Records from a data source:
_____
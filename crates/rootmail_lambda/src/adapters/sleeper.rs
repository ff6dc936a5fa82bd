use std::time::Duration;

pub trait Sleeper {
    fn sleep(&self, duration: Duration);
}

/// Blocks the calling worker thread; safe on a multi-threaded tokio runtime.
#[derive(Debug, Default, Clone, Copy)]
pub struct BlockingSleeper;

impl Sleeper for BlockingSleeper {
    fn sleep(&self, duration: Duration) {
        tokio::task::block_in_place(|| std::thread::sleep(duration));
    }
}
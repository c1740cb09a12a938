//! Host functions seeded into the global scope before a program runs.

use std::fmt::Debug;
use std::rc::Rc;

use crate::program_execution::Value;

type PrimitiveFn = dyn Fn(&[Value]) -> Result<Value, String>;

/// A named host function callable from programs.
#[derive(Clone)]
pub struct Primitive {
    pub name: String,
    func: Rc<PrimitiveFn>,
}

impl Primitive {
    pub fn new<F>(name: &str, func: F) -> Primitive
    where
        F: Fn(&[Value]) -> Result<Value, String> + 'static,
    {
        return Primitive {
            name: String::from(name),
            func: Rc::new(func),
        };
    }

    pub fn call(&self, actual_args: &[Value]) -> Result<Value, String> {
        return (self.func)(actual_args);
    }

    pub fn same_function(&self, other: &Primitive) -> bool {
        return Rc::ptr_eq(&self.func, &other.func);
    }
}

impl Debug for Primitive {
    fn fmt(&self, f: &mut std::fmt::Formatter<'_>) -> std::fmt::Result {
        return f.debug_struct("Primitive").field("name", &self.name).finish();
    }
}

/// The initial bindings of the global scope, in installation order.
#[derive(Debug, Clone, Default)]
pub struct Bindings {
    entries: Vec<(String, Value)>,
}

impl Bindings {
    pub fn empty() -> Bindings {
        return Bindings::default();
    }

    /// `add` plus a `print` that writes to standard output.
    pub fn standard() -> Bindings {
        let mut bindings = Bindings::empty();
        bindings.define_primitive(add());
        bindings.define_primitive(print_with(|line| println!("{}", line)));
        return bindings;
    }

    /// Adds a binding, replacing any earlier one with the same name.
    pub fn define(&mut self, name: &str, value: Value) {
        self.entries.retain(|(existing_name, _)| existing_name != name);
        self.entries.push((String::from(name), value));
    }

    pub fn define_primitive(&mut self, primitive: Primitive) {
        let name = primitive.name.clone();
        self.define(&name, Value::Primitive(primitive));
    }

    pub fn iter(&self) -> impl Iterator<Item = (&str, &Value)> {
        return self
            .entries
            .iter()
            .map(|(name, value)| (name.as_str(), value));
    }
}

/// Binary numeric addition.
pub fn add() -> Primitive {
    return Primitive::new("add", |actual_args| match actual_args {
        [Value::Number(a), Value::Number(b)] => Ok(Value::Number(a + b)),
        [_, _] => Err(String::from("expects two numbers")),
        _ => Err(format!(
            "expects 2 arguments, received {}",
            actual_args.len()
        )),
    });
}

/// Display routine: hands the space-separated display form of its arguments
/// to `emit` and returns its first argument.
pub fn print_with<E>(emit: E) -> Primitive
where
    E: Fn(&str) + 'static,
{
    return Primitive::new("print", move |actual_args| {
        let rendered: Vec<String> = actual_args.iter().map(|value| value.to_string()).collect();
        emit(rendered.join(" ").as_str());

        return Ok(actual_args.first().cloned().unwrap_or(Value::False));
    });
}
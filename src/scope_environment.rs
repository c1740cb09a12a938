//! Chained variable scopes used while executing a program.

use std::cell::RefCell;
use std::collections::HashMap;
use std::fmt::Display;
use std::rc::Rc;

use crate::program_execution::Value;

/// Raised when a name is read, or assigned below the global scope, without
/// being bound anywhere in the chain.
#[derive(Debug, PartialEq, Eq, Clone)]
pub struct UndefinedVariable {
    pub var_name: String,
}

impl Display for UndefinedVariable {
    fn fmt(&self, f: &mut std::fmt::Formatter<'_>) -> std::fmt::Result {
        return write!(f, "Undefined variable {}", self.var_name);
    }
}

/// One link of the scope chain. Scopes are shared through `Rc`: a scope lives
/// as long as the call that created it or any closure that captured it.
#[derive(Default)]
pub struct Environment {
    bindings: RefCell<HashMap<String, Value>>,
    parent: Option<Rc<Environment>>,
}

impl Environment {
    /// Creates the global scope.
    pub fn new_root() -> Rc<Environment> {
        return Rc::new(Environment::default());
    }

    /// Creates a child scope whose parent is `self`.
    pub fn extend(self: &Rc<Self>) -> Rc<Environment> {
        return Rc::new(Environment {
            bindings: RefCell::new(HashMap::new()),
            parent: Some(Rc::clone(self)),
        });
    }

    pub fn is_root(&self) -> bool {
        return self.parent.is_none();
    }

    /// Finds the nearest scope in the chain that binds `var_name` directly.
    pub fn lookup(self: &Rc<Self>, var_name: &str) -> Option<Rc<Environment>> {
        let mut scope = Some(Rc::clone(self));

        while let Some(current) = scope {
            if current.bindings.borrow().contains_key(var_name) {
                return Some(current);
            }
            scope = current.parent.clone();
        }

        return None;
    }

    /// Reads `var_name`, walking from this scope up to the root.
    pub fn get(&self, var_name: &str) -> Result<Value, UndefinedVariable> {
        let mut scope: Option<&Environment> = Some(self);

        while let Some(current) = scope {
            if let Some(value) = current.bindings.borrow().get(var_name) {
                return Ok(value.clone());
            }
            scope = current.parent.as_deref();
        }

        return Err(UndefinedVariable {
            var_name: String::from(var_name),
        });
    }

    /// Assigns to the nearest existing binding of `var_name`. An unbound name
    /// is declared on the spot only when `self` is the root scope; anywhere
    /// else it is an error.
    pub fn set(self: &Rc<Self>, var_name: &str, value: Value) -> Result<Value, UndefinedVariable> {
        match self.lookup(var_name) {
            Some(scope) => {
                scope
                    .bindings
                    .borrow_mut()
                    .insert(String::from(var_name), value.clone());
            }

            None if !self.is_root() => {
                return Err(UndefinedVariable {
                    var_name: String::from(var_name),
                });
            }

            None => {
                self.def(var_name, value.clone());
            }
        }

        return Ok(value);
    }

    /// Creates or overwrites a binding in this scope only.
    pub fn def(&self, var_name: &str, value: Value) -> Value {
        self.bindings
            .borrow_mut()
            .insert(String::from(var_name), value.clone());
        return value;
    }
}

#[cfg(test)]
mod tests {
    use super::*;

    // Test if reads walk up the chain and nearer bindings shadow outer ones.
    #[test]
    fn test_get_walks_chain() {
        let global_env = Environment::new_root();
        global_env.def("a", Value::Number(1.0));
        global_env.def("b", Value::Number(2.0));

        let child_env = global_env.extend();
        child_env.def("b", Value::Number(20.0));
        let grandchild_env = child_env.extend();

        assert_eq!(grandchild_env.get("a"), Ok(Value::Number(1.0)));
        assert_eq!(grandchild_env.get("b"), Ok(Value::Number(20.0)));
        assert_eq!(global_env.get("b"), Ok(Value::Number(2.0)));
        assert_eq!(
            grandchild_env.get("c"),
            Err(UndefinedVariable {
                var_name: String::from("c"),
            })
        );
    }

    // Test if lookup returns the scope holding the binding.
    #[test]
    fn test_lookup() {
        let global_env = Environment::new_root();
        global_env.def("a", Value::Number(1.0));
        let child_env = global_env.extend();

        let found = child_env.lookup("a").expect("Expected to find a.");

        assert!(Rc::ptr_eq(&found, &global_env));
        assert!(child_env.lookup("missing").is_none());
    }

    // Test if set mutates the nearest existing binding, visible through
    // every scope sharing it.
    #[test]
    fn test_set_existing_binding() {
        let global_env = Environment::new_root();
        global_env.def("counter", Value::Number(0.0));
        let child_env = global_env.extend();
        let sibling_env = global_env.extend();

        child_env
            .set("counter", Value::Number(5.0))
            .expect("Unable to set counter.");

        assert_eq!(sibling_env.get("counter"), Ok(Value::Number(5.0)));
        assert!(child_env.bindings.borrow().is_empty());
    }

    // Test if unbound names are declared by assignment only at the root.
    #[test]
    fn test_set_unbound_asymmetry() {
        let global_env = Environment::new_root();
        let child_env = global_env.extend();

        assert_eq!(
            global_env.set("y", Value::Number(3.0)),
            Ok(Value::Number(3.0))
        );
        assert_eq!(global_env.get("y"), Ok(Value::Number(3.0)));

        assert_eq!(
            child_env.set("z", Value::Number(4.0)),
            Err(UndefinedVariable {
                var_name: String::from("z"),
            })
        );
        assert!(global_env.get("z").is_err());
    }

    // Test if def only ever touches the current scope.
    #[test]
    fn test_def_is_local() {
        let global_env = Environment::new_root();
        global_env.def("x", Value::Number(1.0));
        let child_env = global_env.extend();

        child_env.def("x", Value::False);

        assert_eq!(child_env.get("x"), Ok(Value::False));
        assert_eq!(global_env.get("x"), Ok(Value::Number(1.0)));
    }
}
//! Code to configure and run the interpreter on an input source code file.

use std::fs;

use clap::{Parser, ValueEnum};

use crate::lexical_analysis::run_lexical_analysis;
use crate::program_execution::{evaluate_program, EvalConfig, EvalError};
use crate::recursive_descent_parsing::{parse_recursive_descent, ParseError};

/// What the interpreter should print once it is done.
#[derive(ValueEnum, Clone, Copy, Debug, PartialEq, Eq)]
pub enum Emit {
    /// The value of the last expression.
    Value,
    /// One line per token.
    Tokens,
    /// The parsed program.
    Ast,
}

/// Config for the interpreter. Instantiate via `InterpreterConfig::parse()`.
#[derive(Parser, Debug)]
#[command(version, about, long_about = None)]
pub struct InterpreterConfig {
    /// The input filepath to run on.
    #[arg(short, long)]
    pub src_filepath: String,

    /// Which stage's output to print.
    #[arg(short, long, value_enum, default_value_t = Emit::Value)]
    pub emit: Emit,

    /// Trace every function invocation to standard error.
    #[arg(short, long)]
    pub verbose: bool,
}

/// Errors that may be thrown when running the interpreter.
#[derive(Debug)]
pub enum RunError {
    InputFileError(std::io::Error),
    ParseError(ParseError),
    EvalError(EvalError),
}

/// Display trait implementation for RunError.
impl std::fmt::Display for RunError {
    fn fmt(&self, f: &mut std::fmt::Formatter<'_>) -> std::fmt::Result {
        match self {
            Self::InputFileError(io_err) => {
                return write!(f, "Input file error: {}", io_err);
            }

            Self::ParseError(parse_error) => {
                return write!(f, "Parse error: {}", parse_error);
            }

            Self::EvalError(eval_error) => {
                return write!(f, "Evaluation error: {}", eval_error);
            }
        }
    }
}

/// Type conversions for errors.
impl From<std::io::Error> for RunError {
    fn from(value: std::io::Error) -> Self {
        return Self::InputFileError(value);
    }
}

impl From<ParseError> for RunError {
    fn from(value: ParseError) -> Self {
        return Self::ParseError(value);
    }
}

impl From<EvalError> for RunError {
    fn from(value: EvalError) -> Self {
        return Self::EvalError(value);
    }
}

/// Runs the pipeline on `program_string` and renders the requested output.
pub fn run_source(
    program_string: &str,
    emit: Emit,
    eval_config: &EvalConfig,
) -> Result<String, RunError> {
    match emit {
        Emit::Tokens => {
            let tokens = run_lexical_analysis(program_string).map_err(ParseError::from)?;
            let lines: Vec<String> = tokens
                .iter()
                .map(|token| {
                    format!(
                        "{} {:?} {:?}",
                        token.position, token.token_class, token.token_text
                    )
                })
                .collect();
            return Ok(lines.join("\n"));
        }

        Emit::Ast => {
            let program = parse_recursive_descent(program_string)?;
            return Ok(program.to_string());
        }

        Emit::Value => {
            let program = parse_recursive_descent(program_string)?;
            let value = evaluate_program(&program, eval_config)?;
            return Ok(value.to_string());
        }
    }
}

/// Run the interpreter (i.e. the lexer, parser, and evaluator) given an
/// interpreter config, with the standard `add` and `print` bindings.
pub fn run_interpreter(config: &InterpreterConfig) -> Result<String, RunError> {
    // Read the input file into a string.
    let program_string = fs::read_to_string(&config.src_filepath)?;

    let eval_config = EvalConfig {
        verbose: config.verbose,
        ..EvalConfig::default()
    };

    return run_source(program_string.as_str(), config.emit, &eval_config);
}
_____
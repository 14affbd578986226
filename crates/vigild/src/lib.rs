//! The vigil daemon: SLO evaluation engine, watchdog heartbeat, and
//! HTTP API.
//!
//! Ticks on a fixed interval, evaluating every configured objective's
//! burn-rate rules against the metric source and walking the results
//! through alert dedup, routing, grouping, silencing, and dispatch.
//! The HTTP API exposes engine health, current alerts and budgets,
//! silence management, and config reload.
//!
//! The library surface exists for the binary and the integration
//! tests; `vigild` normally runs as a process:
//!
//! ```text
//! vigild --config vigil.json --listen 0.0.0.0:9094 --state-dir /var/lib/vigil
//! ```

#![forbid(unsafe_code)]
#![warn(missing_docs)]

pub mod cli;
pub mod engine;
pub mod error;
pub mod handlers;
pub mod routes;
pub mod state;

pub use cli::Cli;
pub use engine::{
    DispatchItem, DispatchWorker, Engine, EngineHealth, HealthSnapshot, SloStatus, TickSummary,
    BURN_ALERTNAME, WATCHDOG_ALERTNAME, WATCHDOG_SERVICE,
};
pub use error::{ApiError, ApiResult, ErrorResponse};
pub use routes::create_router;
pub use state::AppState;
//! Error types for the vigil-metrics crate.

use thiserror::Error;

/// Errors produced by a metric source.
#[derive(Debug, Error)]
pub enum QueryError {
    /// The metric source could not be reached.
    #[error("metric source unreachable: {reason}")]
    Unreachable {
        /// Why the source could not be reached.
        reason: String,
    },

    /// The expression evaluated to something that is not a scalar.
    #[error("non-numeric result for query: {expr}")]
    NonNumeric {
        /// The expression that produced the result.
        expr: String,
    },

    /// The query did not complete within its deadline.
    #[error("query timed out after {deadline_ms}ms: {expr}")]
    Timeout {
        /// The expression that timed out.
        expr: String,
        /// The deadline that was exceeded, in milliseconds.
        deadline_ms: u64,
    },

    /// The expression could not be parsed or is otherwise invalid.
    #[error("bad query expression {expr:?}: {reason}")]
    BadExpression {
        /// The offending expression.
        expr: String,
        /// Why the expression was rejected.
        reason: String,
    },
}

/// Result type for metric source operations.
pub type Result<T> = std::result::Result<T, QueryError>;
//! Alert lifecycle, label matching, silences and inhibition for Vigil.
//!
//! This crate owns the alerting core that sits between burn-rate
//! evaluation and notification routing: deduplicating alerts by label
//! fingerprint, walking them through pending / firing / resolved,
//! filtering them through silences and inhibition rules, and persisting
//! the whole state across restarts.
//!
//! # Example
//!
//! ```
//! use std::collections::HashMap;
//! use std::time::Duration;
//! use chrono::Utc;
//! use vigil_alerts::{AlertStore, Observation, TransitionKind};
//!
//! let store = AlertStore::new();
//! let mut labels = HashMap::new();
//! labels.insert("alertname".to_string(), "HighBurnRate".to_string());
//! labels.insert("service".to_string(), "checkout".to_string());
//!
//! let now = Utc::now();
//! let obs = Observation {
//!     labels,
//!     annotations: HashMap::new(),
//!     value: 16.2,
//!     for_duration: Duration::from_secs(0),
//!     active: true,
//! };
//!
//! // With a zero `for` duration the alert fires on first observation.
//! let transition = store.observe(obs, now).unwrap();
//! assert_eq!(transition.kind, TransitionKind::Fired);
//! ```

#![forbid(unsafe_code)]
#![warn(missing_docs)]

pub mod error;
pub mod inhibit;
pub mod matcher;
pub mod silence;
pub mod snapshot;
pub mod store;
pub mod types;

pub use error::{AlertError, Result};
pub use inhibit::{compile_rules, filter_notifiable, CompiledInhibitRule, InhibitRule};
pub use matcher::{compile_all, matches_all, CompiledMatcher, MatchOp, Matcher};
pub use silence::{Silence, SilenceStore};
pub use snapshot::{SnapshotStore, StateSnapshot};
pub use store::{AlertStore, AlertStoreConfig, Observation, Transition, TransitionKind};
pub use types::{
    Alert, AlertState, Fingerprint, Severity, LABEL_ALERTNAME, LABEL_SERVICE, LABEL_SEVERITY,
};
_____
ASSIGNMENT – Take the line above containing "filename crates/rootmail_lambda/src/adapters/sleeper.rs", the line containing "multi-threaded tokio runtime.", and all lines in between, and copy them exactly without anything else.

RESPONSE TO THIS EXERCISE –
filename crates/rootmail_lambda/src/adapters/sleeper.rs
repository ff6dc936a5fa82bd
use std::time::Duration;

pub trait Sleeper {
    fn sleep(&self, duration: Duration);
}

/// Blocks the calling worker thread; safe on a multi-threaded tokio runtime.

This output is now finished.